BR legt Hörfunksender zur Sicherstellung der Sendefähigkeit zusammen

B5 aktuell und Bayern 2 senden ab 23. März gemeinsam

Der Bayerische Rundfunk muss seine Hörfunksender zusammenlegen. Grund seien erste Corona-Fälle im BR sowie damit verbundene Quarantänemaßnahmen, teilte der Sender mit. Deshalb werden die beiden Hörfunkwellen B5 aktuell und Bayern 2 ab dem 23. März 2020, bis auf Weiteres ein überwiegend gemeinsames Programm senden. Der Name des neuen Angebots lautet „Informationen, Hintergrund und Gespräche – das gemeinsame Programm von B5 aktuell und Bayern 2“.

Die Bündelung der beiden Wellen ermöglicht, mit insgesamt weniger Kolleginnen und Kollegen in der Redaktion zu arbeiten, die BR-internen Bemühungen zum Schutz vor Ansteckung noch besser umzusetzen und damit die Sendefähigkeit langfristig sicherzustellen. Sobald die personellen Engpässe sich entspannt haben, werden beide Wellen wieder getrennt senden.

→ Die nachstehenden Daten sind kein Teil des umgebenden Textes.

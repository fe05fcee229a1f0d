//! PDF page rasterization.

pub(crate) mod extractor;
#[cfg(feature = "native")]
mod pdftoppm;

pub use extractor::{EmbeddedRasterizer, PdfExtractor};
#[cfg(feature = "native")]
pub use pdftoppm::PdftoppmRasterizer;

use std::path::Path;

use image::DynamicImage;

use crate::error::PdfError;
use crate::models::label::PageRange;

/// Result type for PDF operations.
pub type Result<T> = std::result::Result<T, PdfError>;

/// Turns pages of a PDF into images.
pub trait Rasterizer {
    /// Number of pages in the document.
    fn page_count(&self, path: &Path) -> Result<u32>;

    /// Render the pages in `range`, in page order.
    fn rasterize(&self, path: &Path, dpi: u32, range: PageRange) -> Result<Vec<DynamicImage>>;
}

impl<P: Rasterizer + ?Sized> Rasterizer for &P {
    fn page_count(&self, path: &Path) -> Result<u32> {
        (**self).page_count(path)
    }

    fn rasterize(&self, path: &Path, dpi: u32, range: PageRange) -> Result<Vec<DynamicImage>> {
        (**self).rasterize(path, dpi, range)
    }
}

impl<P: Rasterizer + ?Sized> Rasterizer for Box<P> {
    fn page_count(&self, path: &Path) -> Result<u32> {
        (**self).page_count(path)
    }

    fn rasterize(&self, path: &Path, dpi: u32, range: PageRange) -> Result<Vec<DynamicImage>> {
        (**self).rasterize(path, dpi, range)
    }
}
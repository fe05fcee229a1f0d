//! Configuration and result models.

pub mod config;
pub mod label;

Das neue Programm verbindet die Informationskompetenz und Entdeckerfreude aus beiden Wellen: immer aktuell, immer hintergründig. Morgens mit Nachrichten im Viertelstunden-Takt, tagsüber dann in der Regel alle halbe Stunde. Und dazwischen längere Strecken zur Vertiefung. Alle Fachredaktionen, die bisher Bayern 2 und B5 aktuell beliefern, wirken mit und bringen ihre Kompetenz ein.

Die gewohnte Trennung der Nachrichten für die einzelnen Hörfunkwellen wird künftig nur noch in der morgendlichen Primetime bis einschließlich 10 Uhr zu hören sein. Danach bietet der BR zwei zentrale Nachrichtenformate an, jeweils eines für B5 aktuell / Bayern 2 und BR-Klassik sowie eines für Bayern 1 und Bayern 3.

Das Regionalsplitting auf Bayern 1 findet künftig nur noch in der morgendlichen Primetime bis 11.30 Uhr statt, die Mittagssendung von 12 bis 13 Uhr wird ohne Regionalsplitting aus dem Studio Franken für ganz Bayern gesendet. Außerdem kommt aus dem Studio Franken auch die komplette Stunde von 13 bis 14 Uhr im gemeinsamen Programm B5 aktuell / Bayern 2 mit Themen für ganz Bayern.

Durch die Übernahme der Mittagssendungen im Studio Franken kann das Personal in München für andere journalistische Aufgaben und das erweiterte Informationsangebot eingesetzt werden, z.B. für den gemeinsamen Podcast von Bayern 1 und BR24 „Corona in Bayern“, jeden Werktag gegen 17 Uhr.

Wie im gesamten BR arbeiten auch bei den Hörfunkwellen so viele Mitarbeiterinnen und Mitarbeiter wie möglich im Home-Office. Auch die bekannten Frühmoderatoren Sebastian Winkler (Bayern 3) und Marcus Fahn (Bayern 1) senden morgens von 5 bis 9 Uhr von zu Hause aus.